=== THE DATA ===

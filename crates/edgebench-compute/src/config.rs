//! Run configuration.
//!
//! Defaults, overlaid by environment variables, overlaid by whatever the
//! caller (the CLI) sets explicitly.
//!
//! # Environment Variables
//!
//! - `EDGEBENCH_KERNEL` - Kernel source file
//! - `EDGEBENCH_ENTRY` - Kernel entry point name
//! - `EDGEBENCH_OUTPUT_DIR` - Directory for output images
//! - `EDGEBENCH_ADDRESSING` - Sampler addressing: none, clamp-to-edge, clamp, repeat
//! - `EDGEBENCH_FILTER` - Sampler filter: nearest, linear
//! - `EDGEBENCH_NORMALIZED` - Normalized sampler coordinates ("1" or "true")

use std::env;
use std::path::PathBuf;

use crate::program::{DEFAULT_ENTRY_POINT, DEFAULT_KERNEL_PATH};
use crate::sampler::SamplerConfig;
use crate::ComputeResult;

/// Settings for one benchmark run.
#[derive(Debug, Clone, PartialEq, Eq)]
pub struct RunConfig {
    /// Kernel program text file.
    pub kernel_path: PathBuf,
    /// Entry point invoked on every device.
    pub entry_point: String,
    /// Where output images are written.
    pub output_dir: PathBuf,
    /// Sampler passed to the kernel.
    pub sampler: SamplerConfig,
}

impl Default for RunConfig {
    fn default() -> Self {
        Self {
            kernel_path: PathBuf::from(DEFAULT_KERNEL_PATH),
            entry_point: DEFAULT_ENTRY_POINT.to_string(),
            output_dir: PathBuf::from("."),
            sampler: SamplerConfig::default(),
        }
    }
}

impl RunConfig {
    /// Defaults with process environment overrides applied.
    pub fn from_env() -> ComputeResult<Self> {
        Self::from_lookup(|name| env::var(name).ok())
    }

    /// Defaults with overrides from `lookup(name)`.
    pub fn from_lookup<F>(lookup: F) -> ComputeResult<Self>
    where
        F: Fn(&str) -> Option<String>,
    {
        let mut cfg = Self::default();

        if let Some(path) = lookup("EDGEBENCH_KERNEL") {
            cfg.kernel_path = PathBuf::from(path);
        }
        if let Some(entry) = lookup("EDGEBENCH_ENTRY").filter(|e| !e.is_empty()) {
            cfg.entry_point = entry;
        }
        if let Some(dir) = lookup("EDGEBENCH_OUTPUT_DIR") {
            cfg.output_dir = PathBuf::from(dir);
        }
        if let Some(mode) = lookup("EDGEBENCH_ADDRESSING") {
            cfg.sampler.addressing = mode.parse()?;
        }
        if let Some(mode) = lookup("EDGEBENCH_FILTER") {
            cfg.sampler.filter = mode.parse()?;
        }
        if let Some(flag) = lookup("EDGEBENCH_NORMALIZED") {
            cfg.sampler.normalized_coords = flag == "1" || flag.eq_ignore_ascii_case("true");
        }

        Ok(cfg)
    }

    /// Checks settings that would fail the same way on every device.
    pub fn validate(&self) -> ComputeResult<()> {
        self.sampler.validate()
    }

    /// Accepted settings the bundled kernel does not handle.
    ///
    /// The bundled `x_filter` reads with integer pixel coordinates, so
    /// sampler settings outside nearest/unnormalized give undefined results.
    /// Custom entry points are assumed to know their sampler.
    pub fn warnings(&self) -> Vec<String> {
        if self.entry_point != DEFAULT_ENTRY_POINT {
            return Vec::new();
        }
        self.sampler
            .integer_read_conflicts()
            .into_iter()
            .map(|note| format!("{note}; the default {DEFAULT_ENTRY_POINT} kernel may produce garbage"))
            .collect()
    }
}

===

REQUIRED WORK ::
Begin at the line that has "entry point name" in the entries above; stop after the line that has "environment overrides applied.". Transcribe exactly those lines and no others.

RESPONSE TO THE EXERCISE ::
//! - `EDGEBENCH_ENTRY` - Kernel entry point name
//! - `EDGEBENCH_OUTPUT_DIR` - Directory for output images
//! - `EDGEBENCH_ADDRESSING` - Sampler addressing: none, clamp-to-edge, clamp, repeat
//! - `EDGEBENCH_FILTER` - Sampler filter: nearest, linear
//! - `EDGEBENCH_NORMALIZED` - Normalized sampler coordinates ("1" or "true")

use std::env;
use std::path::PathBuf;

use crate::program::{DEFAULT_ENTRY_POINT, DEFAULT_KERNEL_PATH};
use crate::sampler::SamplerConfig;
use crate::ComputeResult;

/// Settings for one benchmark run.
#[derive(Debug, Clone, PartialEq, Eq)]
pub struct RunConfig {
    /// Kernel program text file.
    pub kernel_path: PathBuf,
    /// Entry point invoked on every device.
    pub entry_point: String,
    /// Where output images are written.
    pub output_dir: PathBuf,
    /// Sampler passed to the kernel.
    pub sampler: SamplerConfig,
}

impl Default for RunConfig {
    fn default() -> Self {
        Self {
            kernel_path: PathBuf::from(DEFAULT_KERNEL_PATH),
            entry_point: DEFAULT_ENTRY_POINT.to_string(),
            output_dir: PathBuf::from("."),
            sampler: SamplerConfig::default(),
        }
    }
}

impl RunConfig {
    /// Defaults with process environment overrides applied.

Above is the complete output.